Though we had successfully rearchitected work management to create major workflow changes for our users, we hadn’t made any real UI changes and users were still suffering from a poor experience. For example:

  • Visits weren’t clear units of work

    • Rather than showing individual tasks (e.g. respond to a physician; add codes), worklists showed whole visits. Users would still have to click into a visit to get a sense of the specific work to be done.

  • The Hospital Activity Summary wasn’t customized

    • The page still showed a lot of unrelated work that wasn’t specific to users (i.e. Coders saw a lot of Chart Review work).

  • UI patterns were outdated

    • These pages were still designed with athenahealth’s old UI patterns, which used a wide variety of colors that did not necessarily communicate any meaning. Tables were thus difficult to read and looked unprofessional.


In response to these issues, we started to redesign the UI of these pages (the second phase of our plan).

My design lead and I held a workshop with the rest of our team to figure out how we might make individual tasks easier to find and more customized to user roles.

As a result of this workshop, a new team was created and charged with creating a backend task engine that would allow our team to easily break hospital work out into distinct actions, e.g. Validate a Document.

My design lead and I also mocked up a potential future task dashboard and new visit workspaces. The dashboard would only show work that users needed to see and would make use of athenahealth’s new design system:

The team plans to begin iterating on and developing these designs in 2019, ideally once the backend task engine has been completed.


Key Takeaways

  • Roll out UI changes with backend-focused updates so that good interface design isn’t left behind.
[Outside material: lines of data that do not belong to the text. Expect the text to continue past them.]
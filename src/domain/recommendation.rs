//! Product and yoga recommendations for a diagnosed condition.
//!
//! Both flows promise between [`MIN_ITEMS`] and [`MAX_ITEMS`] items; a reply
//! outside those bounds is rejected whole.

use serde::{Deserialize, Serialize};
use serde_json::{Value, json};
use url::Url;

use crate::domain::validation::{require_non_blank, require_request_field};
use crate::domain::AppError;

pub const MIN_ITEMS: usize = 3;
pub const MAX_ITEMS: usize = 5;

fn require_item_count(field: &str, count: usize) -> Result<(), AppError> {
    if !(MIN_ITEMS..=MAX_ITEMS).contains(&count) {
        return Err(AppError::invalid_reply(
            field,
            format!("expected {}-{} items, got {}", MIN_ITEMS, MAX_ITEMS, count),
        ));
    }
    Ok(())
}

/// Input to the product recommendation flow.
#[derive(Debug, Clone)]
pub struct ProductRequest {
    pub condition: String,
    /// What the user is looking for, e.g. "a gentle daily moisturizer".
    pub description: Option<String>,
}

impl ProductRequest {
    pub fn validate(&self) -> Result<(), AppError> {
        require_request_field("condition", &self.condition)?;
        if let Some(description) = &self.description {
            require_request_field("description", description)?;
        }
        Ok(())
    }
}

/// One recommended product with a purchase link.
#[derive(Debug, Clone, PartialEq, Serialize, Deserialize)]
#[serde(rename_all = "camelCase")]
pub struct ProductRecommendation {
    /// Full brand and product name.
    pub product_name: String,
    /// One-sentence rationale for the recommendation.
    pub reason: String,
    /// Direct purchase link on a major retailer. Parsed as a URL, so a
    /// malformed link fails the whole reply.
    pub purchase_link: Url,
}

/// Output of the product recommendation flow.
#[derive(Debug, Clone, PartialEq, Serialize, Deserialize)]
pub struct ProductRecommendations {
    pub recommendations: Vec<ProductRecommendation>,
}

impl ProductRecommendations {
    pub fn validate(&self) -> Result<(), AppError> {
        require_item_count("recommendations", self.recommendations.len())?;
        for item in &self.recommendations {
            require_non_blank("productName", &item.product_name)?;
            require_non_blank("reason", &item.reason)?;
        }
        Ok(())
    }

    pub fn response_schema() -> Value {
        json!({
            "type": "OBJECT",
            "properties": {
                "recommendations": {
                    "type": "ARRAY",
                    "items": {
                        "type": "OBJECT",
                        "properties": {
                            "productName": { "type": "STRING" },
                            "reason": { "type": "STRING" },
                            "purchaseLink": { "type": "STRING" }
                        },
                        "required": ["productName", "reason", "purchaseLink"]
                    }
                }
            },
            "required": ["recommendations"]
        })
    }
}

/// Input to the yoga recommendation flow.
#[derive(Debug, Clone)]
pub struct YogaRequest {
    pub condition: String,
}

impl YogaRequest {
    pub fn validate(&self) -> Result<(), AppError> {
        require_request_field("condition", &self.condition)
    }
}

/// One recommended yoga pose.
#[derive(Debug, Clone, PartialEq, Serialize, Deserialize)]
#[serde(rename_all = "camelCase")]
pub struct YogaPose {
    /// Name of the asana.
    pub pose_name: String,
    /// Step-by-step instructions for the pose.
    pub description: String,
    /// How the pose benefits skin health and the user's condition.
    pub benefits: String,
    /// One or two keywords for generating an illustration of the pose.
    pub image_hint: String,
}

/// Output of the yoga recommendation flow.
#[derive(Debug, Clone, PartialEq, Serialize, Deserialize)]
pub struct YogaRecommendations {
    pub recommendations: Vec<YogaPose>,
}

impl YogaRecommendations {
    pub fn validate(&self) -> Result<(), AppError> {
        require_item_count("recommendations", self.recommendations.len())?;
        for pose in &self.recommendations {
            require_non_blank("poseName", &pose.pose_name)?;
            require_non_blank("description", &pose.description)?;
            require_non_blank("benefits", &pose.benefits)?;
            require_non_blank("imageHint", &pose.image_hint)?;
        }
        Ok(())
    }

    pub fn response_schema() -> Value {
        json!({
            "type": "OBJECT",
            "properties": {
                "recommendations": {
                    "type": "ARRAY",
                    "items": {
                        "type": "OBJECT",
                        "properties": {
                            "poseName": { "type": "STRING" },
                            "description": { "type": "STRING" },
                            "benefits": { "type": "STRING" },
                            "imageHint": { "type": "STRING" }
                        },
                        "required": ["poseName", "description", "benefits", "imageHint"]
                    }
                }
            },
            "required": ["recommendations"]
        })
    }
}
    • I was initially comfortable with our plan to prioritize larger workflow changes over a UI redesign for Claim Preparation work. However, once we had successfully rearchitected work management, it was difficult to then influence the team and leadership to continue to work on UI changes.

    • If I were to do this project again, I would push for regular UI updates to be rolled out alongside our workflow changes. That way, major UI changes could be tested at the same time as workflow changes, and UI improvements wouldn’t be saved for last. I was able to successfully push for this strategy in future work, e.g. making a new Charge Review page.

  • Know your users’ language.

    • When initially developing new statuses and actions, I had been extremely focused on user mental models when it came to how users categorized their work. However, I forgot to pay attention to the words they used to describe that work. As a result, the team lost a lot of time testing new versions of copy when we could have incorporated questions and observations about language into our earlier research.

    • In future projects, I made a greater effort to listen out for users’ words and terminology so that my designs would reflect their language.